The sun was several hours past its zenith when the hearse came to a juncture of two waterways and the end of the road, a short distance from where a small cabin squatted, amid cypress trees. It would be a long delay to backtrack to the main road without considering the risk involved, but it was openly apparent that they had little choice but to do so.

A thin, bearded man left his rocking chair on the rickety porch of the cabin and, cradling an earthern jug fondly in the crook of his arm, meandered in their general direction. Alaina pulled down the rim of her hat, squinted her eyes to hide the gray of them, and leaned back against the high seat of the hearse.

“Y’all be wantin’ ter cross?” the man called in a thin, reedy voice while he was still some distance away.

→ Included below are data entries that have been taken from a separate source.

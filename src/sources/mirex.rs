//! MIREX gas-sensor log.
//!
//! Three sensor channels log a decibel-like raw reading that is converted to
//! an extinction value; a balance column logs the cumulative sample mass.

use std::path::Path;

use crate::config::MirexProfile;
use crate::data::loader::{read_delimited, Delimited};
use crate::data::model::{Axis, Column, Label, Table};
use crate::data::resample::{resample, SmoothingMode, SmoothingSpec};
use crate::data::shift::{shift, TimeShift};
use crate::error::Result;
use crate::sources::series::{ColumnRef, TimeColumn, TimeSeriesSource, TimeUnit};

pub const MIREX_1: &str = "mirex_1";
pub const MIREX_2: &str = "mirex_2";
pub const MIREX_3: &str = "mirex_3";
pub const MASS_LOSS_RATE: &str = "mass_loss_rate";

const RAW_1: &str = "raw_1";
const RAW_2: &str = "raw_2";
const RAW_3: &str = "raw_3";
const RAW_BALANCE: &str = "balance";

/// Correction for the first MIREX channel.
pub fn sigma_1(b: f64) -> f64 {
    10f64.powf(b / 10.0).ln()
}

/// Correction for the second and third MIREX channels.
pub fn sigma_2(b: f64) -> f64 {
    5.0 * (1.0 / b * 10.0).log10() / (std::f64::consts::E.log10() * 10.0)
}

#[derive(Debug, Clone, PartialEq)]
pub struct MirexData {
    source: TimeSeriesSource,
    profile: MirexProfile,
    time_shift: TimeShift,
}

impl MirexData {
    pub fn open(path: &Path, profile: &MirexProfile) -> Result<MirexData> {
        let text = read_delimited(
            path,
            Delimited {
                delimiter: b'\t',
                skip_lines: profile.header_lines,
                has_headers: true,
            },
        )?;
        let time = TimeColumn {
            column: ColumnRef::Name(profile.time_column.clone()),
            unit: TimeUnit::Seconds,
        };
        let values = [
            (&profile.mirex_1_column, RAW_1),
            (&profile.mirex_2_column, RAW_2),
            (&profile.mirex_3_column, RAW_3),
            (&profile.balance_column, RAW_BALANCE),
        ]
        .map(|(name, label)| (ColumnRef::Name(name.clone()), Label::from(label)));

        let source = TimeSeriesSource::load(path, &text, &time, &values, Axis::Signal)?;
        Ok(MirexData {
            source,
            profile: profile.clone(),
            time_shift: TimeShift::default(),
        })
    }

    /// Raw readings: `raw_1`, `raw_2`, `raw_3`, `balance`.
    pub fn raw(&self) -> &Table {
        self.source.raw()
    }

    /// Trailing window with this log's configured edge.
    pub fn smoothing(&self, window: usize, mode: SmoothingMode) -> SmoothingSpec {
        SmoothingSpec::trailing(window, mode).with_edge(self.profile.window_edge)
    }

    /// Shift applied to every derived series.
    pub fn set_timeshift(&mut self, time_shift: TimeShift) {
        self.time_shift = time_shift;
    }

    pub fn timeshift(&self) -> TimeShift {
        self.time_shift
    }

    /// Corrected sensor values and mass-loss rate.
    ///
    /// Raw readings are smoothed first, then corrected, then shifted. Columns:
    /// `mirex_1`, `mirex_2`, `mirex_3`, `mass_loss_rate`.
    pub fn series(&self, smoothing: &SmoothingSpec) -> Result<Table> {
        let smoothed = resample(self.source.raw(), smoothing)?;

        let columns = vec![
            Column::new(MIREX_1, column_values(&smoothed, RAW_1).iter().map(|&b| sigma_1(b)).collect()),
            Column::new(MIREX_2, column_values(&smoothed, RAW_2).iter().map(|&b| sigma_2(b)).collect()),
            Column::new(MIREX_3, column_values(&smoothed, RAW_3).iter().map(|&b| sigma_2(b)).collect()),
            Column::new(MASS_LOSS_RATE, diff(column_values(&smoothed, RAW_BALANCE))),
        ];
        let derived = Table::new(Axis::Time, smoothed.index().to_vec(), Axis::Signal, columns)?;
        Ok(shift(&derived, &self.time_shift, smoothing))
    }
}

fn column_values<'a>(table: &'a Table, label: &str) -> &'a [f64] {
    table
        .column(&Label::from(label))
        .map(|c| c.values.as_slice())
        .unwrap_or(&[])
}

/// First difference; the first sample has none.
fn diff(values: &[f64]) -> Vec<f64> {
    std::iter::once(f64::NAN)
        .chain(values.windows(2).map(|w| w[1] - w[0]))
        .take(values.len())
        .collect()
}
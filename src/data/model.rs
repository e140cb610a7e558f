use std::cmp::Ordering;
use std::fmt;

use crate::error::{Error, Result};

// ---------------------------------------------------------------------------
// Label – a column key
// ---------------------------------------------------------------------------

/// A column key. Geometry columns (line, layer, LED id, sensor position) are
/// integers, height columns are floats, instrument columns are names.
#[derive(Debug, Clone, PartialEq)]
pub enum Label {
    Int(i64),
    Float(f64),
    Name(String),
}

// -- Manual Eq/Ord so labels can key a BTreeMap --

impl Eq for Label {}

impl PartialOrd for Label {
    fn partial_cmp(&self, other: &Self) -> Option<Ordering> {
        Some(self.cmp(other))
    }
}

impl Ord for Label {
    fn cmp(&self, other: &Self) -> Ordering {
        use Label::*;
        match (self, other) {
            (Int(a), Int(b)) => a.cmp(b),
            (Float(a), Float(b)) => a.total_cmp(b),
            (Int(a), Float(b)) => (*a as f64).total_cmp(b).then(Ordering::Less),
            (Float(a), Int(b)) => a.total_cmp(&(*b as f64)).then(Ordering::Greater),
            (Name(a), Name(b)) => a.cmp(b),
            (Name(_), _) => Ordering::Greater,
            (_, Name(_)) => Ordering::Less,
        }
    }
}

impl std::hash::Hash for Label {
    fn hash<H: std::hash::Hasher>(&self, state: &mut H) {
        std::mem::discriminant(self).hash(state);
        match self {
            Label::Int(i) => i.hash(state),
            Label::Float(f) => f.to_bits().hash(state),
            Label::Name(s) => s.hash(state),
        }
    }
}

impl fmt::Display for Label {
    fn fmt(&self, f: &mut fmt::Formatter<'_>) -> fmt::Result {
        match self {
            Label::Int(i) => write!(f, "{i}"),
            Label::Float(v) => write!(f, "{v:.4}"),
            Label::Name(s) => write!(f, "{s}"),
        }
    }
}

impl From<&str> for Label {
    fn from(s: &str) -> Self {
        Label::Name(s.to_string())
    }
}

impl From<i64> for Label {
    fn from(i: i64) -> Self {
        Label::Int(i)
    }
}

impl Label {
    /// Numeric view of the label, used when a column key becomes a row index.
    pub fn as_f64(&self) -> Option<f64> {
        match self {
            Label::Int(i) => Some(*i as f64),
            Label::Float(v) => Some(*v),
            Label::Name(_) => None,
        }
    }
}

// ---------------------------------------------------------------------------
// Axes and channels
// ---------------------------------------------------------------------------

/// Spatial axes that can label the rows or columns of a query result.
#[derive(Debug, Clone, Copy, PartialEq, Eq, Hash)]
pub enum GeometryAxis {
    Line,
    Layer,
    Height,
    LedId,
}

/// What the row index or the column keys of a [`Table`] mean.
#[derive(Debug, Clone, Copy, PartialEq, Eq, Hash)]
pub enum Axis {
    /// Experiment time in seconds.
    Time,
    Geometry(GeometryAxis),
    /// Sensor position along the temperature array.
    Position,
    /// Named instrument signals.
    Signal,
}

impl From<GeometryAxis> for Axis {
    fn from(axis: GeometryAxis) -> Self {
        Axis::Geometry(axis)
    }
}

/// Colour or sensor channel, one of 0, 1, 2.
#[derive(Debug, Clone, Copy, PartialEq, Eq, PartialOrd, Ord, Hash)]
pub struct ChannelId(u8);

impl ChannelId {
    pub const ALL: [ChannelId; 3] = [ChannelId(0), ChannelId(1), ChannelId(2)];

    pub fn new(channel: u8) -> Result<Self> {
        if channel <= 2 {
            Ok(ChannelId(channel))
        } else {
            Err(Error::UnknownChannel(channel))
        }
    }

    pub fn get(self) -> u8 {
        self.0
    }

    pub fn index(self) -> usize {
        self.0 as usize
    }
}

impl TryFrom<u8> for ChannelId {
    type Error = Error;

    fn try_from(channel: u8) -> Result<Self> {
        ChannelId::new(channel)
    }
}

impl fmt::Display for ChannelId {
    fn fmt(&self, f: &mut fmt::Formatter<'_>) -> fmt::Result {
        write!(f, "{}", self.0)
    }
}

// ---------------------------------------------------------------------------
// TimeAxis – normalised experiment time
// ---------------------------------------------------------------------------

/// Non-decreasing experiment time stamps in seconds.
#[derive(Debug, Clone, PartialEq, Default)]
pub struct TimeAxis(Vec<f64>);

impl TimeAxis {
    /// Elapsed seconds since the earliest millisecond stamp.
    pub fn from_millis(stamps: &[i64]) -> Self {
        let Some(&start) = stamps.iter().min() else {
            return TimeAxis::default();
        };
        TimeAxis(
            stamps
                .iter()
                .map(|&ms| (ms - start) as f64 / 1000.0)
                .collect(),
        )
    }

    /// Takes an existing seconds column as is.
    pub fn from_seconds(seconds: Vec<f64>) -> Self {
        TimeAxis(seconds)
    }

    pub fn len(&self) -> usize {
        self.0.len()
    }

    pub fn is_empty(&self) -> bool {
        self.0.is_empty()
    }

    pub fn as_slice(&self) -> &[f64] {
        &self.0
    }

    pub fn into_inner(self) -> Vec<f64> {
        self.0
    }

    /// Row of the exact time stamp `t`.
    pub fn position(&self, t: f64) -> Option<usize> {
        self.0.iter().position(|&v| v == t)
    }

    pub fn shifted(&self, delta: f64) -> Self {
        TimeAxis(self.0.iter().map(|t| t + delta).collect())
    }

    pub fn truncate(&mut self, len: usize) {
        self.0.truncate(len);
    }
}

// ---------------------------------------------------------------------------
// Column / Table
// ---------------------------------------------------------------------------

/// One value column of a [`Table`]. Undefined cells are `NaN`.
#[derive(Debug, Clone, PartialEq)]
pub struct Column {
    pub label: Label,
    pub values: Vec<f64>,
}

impl Column {
    pub fn new(label: impl Into<Label>, values: Vec<f64>) -> Self {
        Column {
            label: label.into(),
            values,
        }
    }
}

/// Columns sharing one numeric row index.
///
/// Tables are values: every transform in the crate returns a new table and
/// leaves its input untouched.
#[derive(Debug, Clone, PartialEq)]
pub struct Table {
    index_axis: Axis,
    index: Vec<f64>,
    column_axis: Axis,
    columns: Vec<Column>,
}

impl Table {
    /// Build a table, checking that every column matches the index length.
    pub fn new(
        index_axis: Axis,
        index: Vec<f64>,
        column_axis: Axis,
        columns: Vec<Column>,
    ) -> Result<Self> {
        if let Some(bad) = columns.iter().find(|c| c.values.len() != index.len()) {
            return Err(Error::ShapeMismatch {
                label: bad.label.to_string(),
                expected: index.len(),
                found: bad.values.len(),
            });
        }
        Ok(Table {
            index_axis,
            index,
            column_axis,
            columns,
        })
    }

    pub fn index_axis(&self) -> Axis {
        self.index_axis
    }

    pub fn column_axis(&self) -> Axis {
        self.column_axis
    }

    pub fn index(&self) -> &[f64] {
        &self.index
    }

    pub fn columns(&self) -> &[Column] {
        &self.columns
    }

    pub fn labels(&self) -> impl Iterator<Item = &Label> {
        self.columns.iter().map(|c| &c.label)
    }

    pub fn column(&self, label: &Label) -> Option<&Column> {
        self.columns.iter().find(|c| &c.label == label)
    }

    pub fn n_rows(&self) -> usize {
        self.index.len()
    }

    pub fn n_cols(&self) -> usize {
        self.columns.len()
    }

    pub fn is_empty(&self) -> bool {
        self.index.is_empty()
    }

    /// Row holding the exact index value `key`.
    pub fn row_position(&self, key: f64) -> Option<usize> {
        self.index.iter().position(|&v| v == key)
    }

    /// Values of one row, in column order.
    pub fn row(&self, pos: usize) -> Option<Vec<f64>> {
        if pos >= self.n_rows() {
            return None;
        }
        Some(self.columns.iter().map(|c| c.values[pos]).collect())
    }

    /// Same columns, index values passed through `f`.
    pub fn map_index(&self, f: impl Fn(f64) -> f64) -> Table {
        Table {
            index: self.index.iter().map(|&v| f(v)).collect(),
            ..self.clone()
        }
    }

    /// Same index, each column's values replaced by `f(column)`.
    ///
    /// `f` must keep the column length.
    pub fn map_columns(&self, f: impl Fn(&Column) -> Vec<f64>) -> Result<Table> {
        let columns = self
            .columns
            .iter()
            .map(|c| Column {
                label: c.label.clone(),
                values: f(c),
            })
            .collect();
        Table::new(self.index_axis, self.index.clone(), self.column_axis, columns)
    }

    /// Relabel the index and its axis.
    pub fn with_index(self, index_axis: Axis, index: Vec<f64>) -> Result<Table> {
        Table::new(index_axis, index, self.column_axis, self.columns)
    }

    /// Relabel the column keys and their axis.
    pub fn with_labels(mut self, column_axis: Axis, labels: Vec<Label>) -> Result<Table> {
        if labels.len() != self.columns.len() {
            return Err(Error::ShapeMismatch {
                label: format!("{column_axis:?}"),
                expected: self.columns.len(),
                found: labels.len(),
            });
        }
        for (column, label) in self.columns.iter_mut().zip(labels) {
            column.label = label;
        }
        self.column_axis = column_axis;
        Ok(self)
    }

    /// Keep only the first `len` rows.
    pub fn head(&self, len: usize) -> Table {
        let len = len.min(self.n_rows());
        Table {
            index_axis: self.index_axis,
            index: self.index[..len].to_vec(),
            column_axis: self.column_axis,
            columns: self
                .columns
                .iter()
                .map(|c| Column {
                    label: c.label.clone(),
                    values: c.values[..len].to_vec(),
                })
                .collect(),
        }
    }
}

#[cfg(test)]
mod tests {
    use super::*;

    #[test]
    fn labels_sort_numbers_before_names() {
        let mut labels = vec![
            Label::from("Balance"),
            Label::Float(2.5),
            Label::Int(3),
            Label::Int(1),
        ];
        labels.sort();
        assert_eq!(
            labels,
            vec![
                Label::Int(1),
                Label::Float(2.5),
                Label::Int(3),
                Label::from("Balance"),
            ]
        );
    }

    #[test]
    fn time_axis_from_millis_starts_at_zero() {
        let axis = TimeAxis::from_millis(&[5_000, 5_500, 7_000]);
        assert_eq!(axis.as_slice(), &[0.0, 0.5, 2.0]);
        assert_eq!(axis.position(0.5), Some(1));
        assert_eq!(axis.position(0.75), None);
    }

    #[test]
    fn channel_outside_range_is_rejected() {
        assert!(ChannelId::new(2).is_ok());
        assert!(matches!(ChannelId::new(3), Err(Error::UnknownChannel(3))));
    }

    #[test]
    fn table_rejects_ragged_columns() {
        let err = Table::new(
            Axis::Time,
            vec![0.0, 1.0],
            Axis::Signal,
            vec![Column::new("a", vec![1.0])],
        )
        .unwrap_err();
        assert!(matches!(err, Error::ShapeMismatch { expected: 2, found: 1, .. }));
    }

    #[test]
    fn row_lookup_is_exact() {
        let table = Table::new(
            Axis::Time,
            vec![0.0, 1.0, 2.0],
            Axis::Signal,
            vec![Column::new("a", vec![1.0, 2.0, 3.0]), Column::new("b", vec![4.0, 5.0, 6.0])],
        )
        .unwrap();
        assert_eq!(table.row_position(1.0), Some(1));
        assert_eq!(table.row(1), Some(vec![2.0, 5.0]));
        assert_eq!(table.row_position(1.5), None);
        assert_eq!(table.head(2).n_rows(), 2);
    }
}
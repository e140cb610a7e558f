use serde::{Deserialize, Serialize};

use crate::data::model::Table;
use crate::data::resample::{Alignment, SmoothingSpec};

/// Additive clock correction in seconds.
#[derive(Debug, Clone, Copy, PartialEq, Default, Serialize, Deserialize)]
pub struct TimeShift {
    #[serde(default)]
    pub delta: f64,
    /// Also move trailing-smoothed values to the end of their window.
    #[serde(default)]
    pub autocorrect: bool,
}

impl TimeShift {
    pub fn new(delta: f64) -> Self {
        TimeShift {
            delta,
            autocorrect: false,
        }
    }

    pub fn autocorrected(delta: f64) -> Self {
        TimeShift {
            delta,
            autocorrect: true,
        }
    }

    /// Total offset applied to a series smoothed with `smoothing`.
    ///
    /// A trailing window of `w` samples reports each aggregate at the start of
    /// its window; autocorrection adds `w` so the label sits at its end. The
    /// window length is taken as seconds (one sample per second).
    pub fn offset(&self, smoothing: &SmoothingSpec) -> f64 {
        let lag = if self.autocorrect
            && smoothing.alignment == Alignment::Trailing
            && smoothing.window > 1
        {
            smoothing.window as f64
        } else {
            0.0
        };
        self.delta + lag
    }
}

/// Copy of `table` with every index entry moved by the shift's offset.
pub fn shift(table: &Table, shift: &TimeShift, smoothing: &SmoothingSpec) -> Table {
    let offset = shift.offset(smoothing);
    table.map_index(|t| t + offset)
}

/// Shift every series of one source by the same offset so they stay aligned.
pub fn shift_all(tables: &[Table], time_shift: &TimeShift, smoothing: &SmoothingSpec) -> Vec<Table> {
    tables
        .iter()
        .map(|table| shift(table, time_shift, smoothing))
        .collect()
}

#[cfg(test)]
mod tests {
    use super::*;
    use crate::data::model::{Axis, Column};
    use crate::data::resample::SmoothingMode;

    fn table() -> Table {
        Table::new(
            Axis::Time,
            vec![0.0, 1.0, 2.0],
            Axis::Signal,
            vec![Column::new("v", vec![3.0, 4.0, 5.0])],
        )
        .unwrap()
    }

    #[test]
    fn shifts_are_additive() {
        let none = SmoothingSpec::none();
        let twice = shift(&shift(&table(), &TimeShift::new(1.5), &none), &TimeShift::new(-0.25), &none);
        let once = shift(&table(), &TimeShift::new(1.25), &none);
        assert_eq!(twice.index(), once.index());
        assert_eq!(once.index(), &[1.25, 2.25, 3.25]);
    }

    #[test]
    fn input_is_untouched() {
        let original = table();
        let shifted = shift(&original, &TimeShift::new(-10.0), &SmoothingSpec::none());
        assert_eq!(original.index(), &[0.0, 1.0, 2.0]);
        assert_eq!(shifted.index(), &[-10.0, -9.0, -8.0]);
        assert_eq!(shifted.columns(), original.columns());
    }

    #[test]
    fn autocorrect_only_compensates_trailing_windows() {
        let trailing = SmoothingSpec::trailing(5, SmoothingMode::Mean);
        let centered = SmoothingSpec::centered(5, SmoothingMode::Mean);
        let fix = TimeShift::autocorrected(2.0);
        assert_eq!(fix.offset(&trailing), 7.0);
        assert_eq!(fix.offset(&centered), 2.0);
        assert_eq!(fix.offset(&SmoothingSpec::none()), 2.0);
        assert_eq!(TimeShift::new(2.0).offset(&trailing), 2.0);
    }

    #[test]
    fn shift_all_keeps_series_aligned() {
        let other = table().map_index(|t| t * 2.0);
        let shifted = shift_all(&[table(), other], &TimeShift::new(3.0), &SmoothingSpec::none());
        assert_eq!(shifted[0].index(), &[3.0, 4.0, 5.0]);
        assert_eq!(shifted[1].index(), &[3.0, 5.0, 7.0]);
    }
}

“Yassuh,” Saul’s voice boomed. “We is takin’ de po’ massah back to his kinfolk, but ah doan rightly see as to how we is gonna git dere.”

The man snickered in his beard and took a long pull at the jug without lifting his eyes from them. “W-a-a-l-l,” he cleared his throat hoarsely as he wiped his mouth on a sleeve. “Mos’ folks hereabouts use the ferry. ‘Course, ah don’t take jest anybody. Only those what got the fare. You got any money?”

Alaina fished a hand in her pocket and, drawing out a silver dollar, handed it to Saul. The black passed it on to the thin man who tested it with his teeth, and frowned thoughtfully as he remembered the clink of coins he had heard.

“W-a-a-a-l-l,” he drawled even longer than
before. “Hit be Yankee money, and it’s good all right. ‘Course, it ain’t near enough.”

The man eyed the pair as Alaina tugged at Saul’s sleeve. When he leaned down to her, she whispered in his ear and held out her hand as if to show him something. The huge black turned to him and, with wide eyes and a doubtful tone, worried aloud.

“We’uns only got two more o’ dem. De ol’ massah didn’t have too much, an’ de undertaker man, he give us all de big white ones and keep only de little yeller ones fo’ hisself.”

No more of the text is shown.